Bangdin mengungkapkan ditengah masa Pandemi ini ia tidak meraup keuntungan sendiri lebih mendukung ekonomi masyarakat menengah ke bawah. Pasalnya saat panen pembeli datang langsung dan memetik buah Melon untuk dibawa pulang dengan harga Rp 10.000/kg. Bahkan bagi warga sekitar harganya diskon 50 persen, pengunjung boleh merasakan tester saat panen. Rata-rata produktivitas melon di kebunnya mencapai 25 ton/musim panen, dengan berat rata - rata dipertahankan 2 kg per buah. "Selain pembeli datang langsung saya juga pasarkan hingga ke Medan," ujarnya semangat.
Awalnya ia menggarap lahan hanya lima hektar dan terus berkembang menjadi tujuh hektar. Untuk mengembangkan usahanya tersebut ia rela merogoh koceknya lebih Rp 300 juta. Dia menyebutkan kehadiran milenial bukan hanya sebagai pekerja saja, tapi juga untuk mengadopsi teknologi budidaya sehingga kelak mereka mampu untuk menciptakan lapangan kerja sendiri.
Teknologi yang digunakan dalam budidaya melon di lahan lempung berpasir dengan jarak tanam 50 x 50 meter, sistem pengairan melalui pompanisasi. Selain menggunakan mulsa plastik hitam perak (MPHP) juga diaplikasikan pupuk NPK cair (cor), pemupukan dilakukan setiap 10 hari sekali berdasarkan kebutuhan. Sementara perawatan buah Melon dipertahankan hanya satu buah per batang.

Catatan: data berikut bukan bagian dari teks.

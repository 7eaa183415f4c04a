//! Language tag validation.

use crate::diag::DiagnosticSink;

/// Language tags accepted by the check-in endpoints.
pub const SUPPORTED_LANGS: [&str; 13] = [
    "zh-cn", "zh-tw", "de-de", "en-us", "es-es", "fr-fr", "id-id", "ja-jp", "ko-kr", "pt-pt",
    "ru-ru", "th-th", "vi-vn",
];

/// Fallback when the configured tag is not supported.
pub const DEFAULT_LANG: &str = "en-us";

/// Validate a language tag against [`SUPPORTED_LANGS`].
///
/// The tag is lowercased first, so `EN-US` normalizes silently. An
/// unsupported tag falls back to [`DEFAULT_LANG`] with exactly one
/// diagnostic naming the rejected value.
pub fn normalize_lang(tag: &str, sink: &dyn DiagnosticSink) -> String {
    let lowered = tag.to_ascii_lowercase();
    if SUPPORTED_LANGS.contains(&lowered.as_str()) {
        return lowered;
    }
    sink.log(&format!(
        "'{}' is not a supported language tag (expected one of {}), using '{}'",
        tag,
        SUPPORTED_LANGS.join(", "),
        DEFAULT_LANG
    ));
    DEFAULT_LANG.to_string()
}

// ──────────────────────────────────────────────
// Tests
// ──────────────────────────────────────────────
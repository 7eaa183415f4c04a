//! Outbound chat notification.
//!
//! One plain-text summary per result, sent to a Telegram chat through the
//! bot API's `sendMessage` endpoint. A send failure is the caller's to log;
//! it never fails the batch.

use crate::claim::ClaimResult;
use crate::client::ClientError;

const TELEGRAM_API_URL: &str = "https://api.telegram.org";

/// Sends claim summaries to one chat via a bot token.
pub struct Notifier {
    bot_token: String,
    chat_id: String,
}

impl Notifier {
    pub fn new(bot_token: &str, chat_id: &str) -> Self {
        Notifier {
            bot_token: bot_token.to_string(),
            chat_id: chat_id.to_string(),
        }
    }

    /// Build a notifier from optional config values; `None` unless both are
    /// present and non-empty.
    pub fn from_values(bot_token: Option<String>, chat_id: Option<String>) -> Option<Self> {
        match (bot_token, chat_id) {
            (Some(token), Some(chat)) if !token.is_empty() && !chat.is_empty() => {
                Some(Notifier::new(&token, &chat))
            }
            _ => None,
        }
    }

    /// Build a notifier from `BOT_TOKEN` and `CHAT_ID`.
    pub fn from_env() -> Option<Self> {
        Notifier::from_values(
            std::env::var("BOT_TOKEN").ok(),
            std::env::var("CHAT_ID").ok(),
        )
    }

    /// One-line summary of a result, safe to forward (masked uid only).
    pub fn summary(result: &ClaimResult) -> String {
        format!(
            "{}: {} (day {}, {}, UID {})",
            result.label, result.status, result.day, result.reward, result.uid
        )
    }

    /// Send one text message to the configured chat.
    pub async fn send(&self, text: &str) -> Result<(), ClientError> {
        let url = format!(
            "{}/bot{}/sendMessage",
            TELEGRAM_API_URL, self.bot_token
        );
        let chat_id = self.chat_id.clone();
        let text = text.to_string();

        tokio::task::spawn_blocking(move || {
            let agent = ureq::Agent::new_with_defaults();
            agent
                .get(&url)
                .query("chat_id", &chat_id)
                .query("text", &text)
                .call()
                .map_err(|e| ClientError::Transport {
                    message: e.to_string(),
                })?;
            Ok(())
        })
        .await
        .map_err(|e| ClientError::Transport {
            message: format!("task join error: {}", e),
        })?
    }
}

// ──────────────────────────────────────────────
// Tests
// ──────────────────────────────────────────────
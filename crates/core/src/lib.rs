//! checkin-core: daily check-in claim engine.
//!
//! Maps a set of credential records to a set of claim outcomes: each record
//! is resolved independently against the remote reward API, failures degrade
//! the affected account's row and never its siblings, and the batch comes
//! back in a deterministic order for reporting.
//!
//! # Public API
//!
//! Key types are re-exported at the crate root for convenience:
//!
//! - [`claim_all()`] -- fan out one claim task per credential record
//! - [`resolve()`] -- claim + metadata lookup for a single record
//! - [`RewardClient`] -- the remote API seam ([`HoyolabClient`] live,
//!   [`StaticRewardClient`] scripted)
//! - [`ClaimResult`] / [`ClaimStatus`] -- the normalized per-account outcome
//! - [`DiagnosticSink`] -- injected diagnostics capability

pub mod batch;
pub mod claim;
pub mod client;
pub mod credential;
pub mod diag;
pub mod hoyolab;
pub mod lang;
pub mod notify;
pub mod report;
pub mod resolver;

// ── Convenience re-exports: key types ────────────────────────────────

pub use batch::{claim_all, BatchOptions};
pub use claim::{mask_uid, ClaimResult, ClaimStatus, MASK, UNKNOWN};
pub use client::{
    ClaimOutcome, ClientError, GameAccount, RewardClient, RewardCycle, RewardItem,
    StaticAccountState, StaticRewardClient, GAME_TITLE,
};
pub use credential::{collect_credentials, credentials_from_env, CredentialRecord};
pub use diag::{ConsoleSink, DiagnosticSink, MemorySink};
pub use hoyolab::HoyolabClient;
pub use lang::{normalize_lang, DEFAULT_LANG, SUPPORTED_LANGS};
pub use notify::Notifier;
pub use report::render_table;
pub use resolver::resolve;
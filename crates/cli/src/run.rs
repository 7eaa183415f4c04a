//! One batch run: environment to report.

use std::sync::Arc;
use std::time::Duration;

use checkin_core::{
    claim_all, credentials_from_env, normalize_lang, render_table, BatchOptions, DiagnosticSink,
    HoyolabClient, Notifier, RewardClient, DEFAULT_LANG,
};

const DEFAULT_TIMEOUT_SECS: u64 = 60;

/// Collect configured accounts, claim for all of them, render the table,
/// and optionally forward each summary to the configured chat.
pub(crate) async fn run_once(notify: bool, quiet: bool, sink: &Arc<dyn DiagnosticSink>) {
    // Step 1: configuration from the environment
    let creds = credentials_from_env();
    let lang_raw = std::env::var("SERVER").unwrap_or_else(|_| DEFAULT_LANG.to_string());
    let lang = normalize_lang(&lang_raw, sink.as_ref());
    let options = BatchOptions {
        per_account_timeout: timeout_from_env(sink.as_ref()),
    };

    // Step 2: claim for every account concurrently
    let client: Arc<dyn RewardClient> = Arc::new(HoyolabClient::new(&lang));
    let results = claim_all(client, &creds, &options, Arc::clone(sink)).await;

    // Step 3: render the report
    if !quiet {
        println!("{}", render_table(&results));
    }

    // Step 4: forward summaries
    if notify {
        match Notifier::from_env() {
            Some(notifier) => {
                for result in &results {
                    if let Err(e) = notifier.send(&Notifier::summary(result)).await {
                        sink.log(&format!("{}: notification failed: {}", result.label, e));
                    }
                }
            }
            None => sink.log("notifications enabled but BOT_TOKEN or CHAT_ID is not set"),
        }
    }
}

/// Per-account timeout from `TIMEOUT` (seconds); invalid values fall back
/// to the default with a diagnostic.
fn timeout_from_env(sink: &dyn DiagnosticSink) -> Duration {
    match std::env::var("TIMEOUT") {
        Err(_) => Duration::from_secs(DEFAULT_TIMEOUT_SECS),
        Ok(raw) => match raw.parse::<u64>() {
            Ok(secs) if secs > 0 => Duration::from_secs(secs),
            _ => {
                sink.log(&format!(
                    "'{}' is not a valid TIMEOUT in seconds, using {}",
                    raw, DEFAULT_TIMEOUT_SECS
                ));
                Duration::from_secs(DEFAULT_TIMEOUT_SECS)
            }
        },
    }
}

// ──────────────────────────────────────────────
// Tests
// ──────────────────────────────────────────────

Dikebunnya itu Syarifuddin melakukan penanaman secara bertahap. Saat tabloidsinartani.com datang umur tanaman melon di kebun baru 30 HST, dan diperkirakan satu bulan ke depan akan masuk masa panen.
Menurutnya, kebun melon selalu ramai didatangi pengunjung. Apalagi saat hari libur walau belum panen tapi ada saja pengunjung yang datang untuk berswafoto karena tidak dipungut tiket masuk.

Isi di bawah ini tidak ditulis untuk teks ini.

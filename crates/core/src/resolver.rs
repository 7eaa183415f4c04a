//! Per-account claim resolution.
//!
//! `resolve` drives a [`RewardClient`] through one account's claim attempt
//! and metadata lookups and always produces exactly one [`ClaimResult`].
//! Every remote failure is absorbed here: the row degrades to `Failed` with
//! one diagnostic naming the label, and nothing escapes to the caller.

use crate::claim::{mask_uid, ClaimResult, ClaimStatus};
use crate::client::{ClaimOutcome, ClientError, GameAccount, RewardClient, GAME_TITLE};
use crate::credential::CredentialRecord;
use crate::diag::DiagnosticSink;

/// Claim today's reward for one account and look up its display metadata.
pub async fn resolve(
    client: &dyn RewardClient,
    cred: &CredentialRecord,
    sink: &dyn DiagnosticSink,
) -> ClaimResult {
    // Step 1: attempt the claim. Auth failures stop here so no further
    // calls are made with cookies known to be bad.
    let status = match client.attempt_claim(cred).await {
        Ok(ClaimOutcome::Claimed) => ClaimStatus::Claimed,
        Ok(ClaimOutcome::AlreadyClaimed) => ClaimStatus::AlreadyClaimed,
        Err(ClientError::InvalidCredentials) => {
            sink.log(&format!(
                "{}: invalid session cookies, check ltuid and ltoken",
                cred.label
            ));
            return ClaimResult::failed(&cred.label);
        }
        Err(e) => {
            sink.log(&format!("{}: claim failed: {}", cred.label, e));
            return ClaimResult::failed(&cred.label);
        }
    };

    // Step 2: enrich with account metadata. A failure here degrades the
    // whole row rather than reporting a half-populated claim.
    match enrich(client, cred, status).await {
        Ok(result) => result,
        Err(detail) => {
            sink.log(&format!("{}: account lookup failed: {}", cred.label, detail));
            ClaimResult::failed(&cred.label)
        }
    }
}

async fn enrich(
    client: &dyn RewardClient,
    cred: &CredentialRecord,
    status: ClaimStatus,
) -> Result<ClaimResult, String> {
    let accounts = client
        .game_accounts(cred)
        .await
        .map_err(|e| e.to_string())?;
    let account =
        best_account(&accounts).ok_or_else(|| "no game account bound to this session".to_string())?;

    let cycle = client.reward_cycle(cred).await.map_err(|e| e.to_string())?;
    let rewards = client
        .monthly_rewards(cred)
        .await
        .map_err(|e| e.to_string())?;

    // 1-based cycle day indexes the catalog at day - 1
    let index = (cycle.signed_days as usize)
        .checked_sub(1)
        .ok_or_else(|| "reward cycle reported day 0".to_string())?;
    let reward = rewards.get(index).ok_or_else(|| {
        format!(
            "day {} has no entry in the {}-entry reward catalog",
            cycle.signed_days,
            rewards.len()
        )
    })?;

    Ok(ClaimResult {
        label: cred.label.clone(),
        uid: mask_uid(&account.uid),
        nickname: account.nickname.clone(),
        level: account.level.to_string(),
        server: trim_region(&account.server_name).to_string(),
        day: cycle.signed_days.to_string(),
        status,
        reward: format!("{} x{}", reward.name, reward.amount),
    })
}

/// Highest-level account with the matching title tag.
///
/// On a level tie the first entry in list order wins. An explicit fold
/// rather than `max_by_key`, which keeps the last maximum and would flip
/// the tie-break.
fn best_account(accounts: &[GameAccount]) -> Option<&GameAccount> {
    accounts
        .iter()
        .filter(|account| account.title == GAME_TITLE)
        .fold(None::<&GameAccount>, |best, account| match best {
            Some(current) if current.level >= account.level => Some(current),
            _ => Some(account),
        })
}

/// Drop the trailing qualifier word from a region label
/// ("America Server" -> "America"); single-word labels pass through.
fn trim_region(raw: &str) -> &str {
    let trimmed = raw.trim();
    match trimmed.rsplit_once(' ') {
        Some((head, _)) => head,
        None => trimmed,
    }
}

// ──────────────────────────────────────────────
// Tests
// ──────────────────────────────────────────────
//! Plain-text report table.

use time::macros::format_description;
use time::OffsetDateTime;

use crate::claim::ClaimResult;

const HEADERS: [&str; 7] = ["UID", "Nickname", "Level", "Server", "Day", "Status", "Reward"];

/// Gap between columns.
const GUTTER: &str = "  ";

/// Render the batch outcome as a titled table.
///
/// The title is the local timestamp of the run (UTC when the local offset
/// is unavailable). Column widths are computed from content, so the table
/// stays aligned for any nickname or reward length.
pub fn render_table(results: &[ClaimResult]) -> String {
    render(results, &title_timestamp())
}

fn render(results: &[ClaimResult], title: &str) -> String {
    let rows: Vec<[&str; 7]> = results
        .iter()
        .map(|r| {
            [
                r.uid.as_str(),
                r.nickname.as_str(),
                r.level.as_str(),
                r.server.as_str(),
                r.day.as_str(),
                match r.status {
                    crate::claim::ClaimStatus::Claimed => "claimed",
                    crate::claim::ClaimStatus::AlreadyClaimed => "already claimed",
                    crate::claim::ClaimStatus::Failed => "failed",
                },
                r.reward.as_str(),
            ]
        })
        .collect();

    let mut widths: Vec<usize> = HEADERS.iter().map(|h| h.chars().count()).collect();
    for row in &rows {
        for (width, cell) in widths.iter_mut().zip(row.iter()) {
            *width = (*width).max(cell.chars().count());
        }
    }

    let mut out = String::new();
    out.push_str(title);
    out.push('\n');
    out.push('\n');
    out.push_str(&format_row(&HEADERS, &widths));
    out.push('\n');

    let rule_width = widths.iter().sum::<usize>() + GUTTER.len() * (widths.len() - 1);
    out.push_str(&"-".repeat(rule_width));
    out.push('\n');

    for row in &rows {
        out.push_str(&format_row(row, &widths));
        out.push('\n');
    }
    out
}

fn format_row(cells: &[&str; 7], widths: &[usize]) -> String {
    let mut line = String::new();
    for (i, (cell, width)) in cells.iter().zip(widths.iter()).enumerate() {
        if i > 0 {
            line.push_str(GUTTER);
        }
        line.push_str(cell);
        // Pad by character count, not byte length, so the mask glyphs align
        for _ in cell.chars().count()..*width {
            line.push(' ');
        }
    }
    // Trailing spaces on the last column serve no purpose
    let trimmed = line.trim_end().len();
    line.truncate(trimmed);
    line
}

fn title_timestamp() -> String {
    let format =
        format_description!("[year]-[month]-[day] [hour repr:12]:[minute]:[second] [period]");
    let now = OffsetDateTime::now_local().unwrap_or_else(|_| OffsetDateTime::now_utc());
    now.format(&format).unwrap_or_else(|_| "unknown".to_string())
}

// ──────────────────────────────────────────────
// Tests
// ──────────────────────────────────────────────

Kedepan dirinya akan menerapkan pupuk organik Eco Farmyng atau sejenisnya sebagai pembanding. Jika hasilnya berbeda, maka pihaknya kemungkinan akan beralih ke pupuk organik. Alasannya untuk memelihara kesuburan tanah agar tetap lestari dan berkelanjutan.
Selain masyarakat umum yang datang belajar di kebunnya juga sering dijadikan sebagai ajang praktek dan penelitian mahasiswa. "Kami siap menerima jika ada masyarakat dan mahasiswa yang ingin bergabung baik untuk kerja praktek maupun melaksanakan penelitian," cetusnya.
Syarifuddin menjelaskan untuk mengelola kebun melon ia melibatkan 20 tenaga milenial. "Sementara untuk pemasaran hasil dibantu anaknya yang masih SMA, Muhammad Saufi dengan nomor WA. 085313112760, sedangkan saya hanya mengawasi saja. Kita berharap semoga Pandemi Covid 19 cepat tuntas... agar kita bisa kembali beraktifitas," tukasnya.
Belajar dari Yusri Melon
Syarifuddin alias Bangdin yang merupakan alumni Fakultas Pertanian Universitas Syiah Kuala (USK) Banda Aceh tahun 1984 ini merasa bangga karena bisa menggeluti usaha yang sesuai dengan bidangnya. "Saya beralih dari kontraktor dan menjadi petani karena sesuai dengan disiplin ilmu," sambungnya.
Suami dari Ir Cut Zainura MT dan ayah tiga anak kelahiran Sigli, 12 Desember 1966. Sejak usianya masih muda telah menjadi pemborong hingga akhirnya merasa jenuh dan berhenti. Pada akhir 2019 ia putuskan beralih profesi menjadi petani Melon.
"Sebelum menjadi petani, saya banyak belajar dengan Pak Yusri Melon alumni magang Jepang dari Pidie Jaya," akunya. Menurut dia kalau menanam Melon tidak cukup hanya membaca buku saja, tapi harus praktek dan terjun langsung di lapangan. Syarifuddin menamatkan pendidikan SMA Teuku Chik Ditiro 1984 dan SMP Negeri 1 di Sigli, sementara SDN 2 di Bireuen.
Sebelum menjadi kontraktor, ia pernah mengabdi di Dinas Perkebunan Aceh. Pada tahun 1993 terlibat langsung mengelola kebun hortikultura Ibrahim Hasan mantan gubernur Aceh.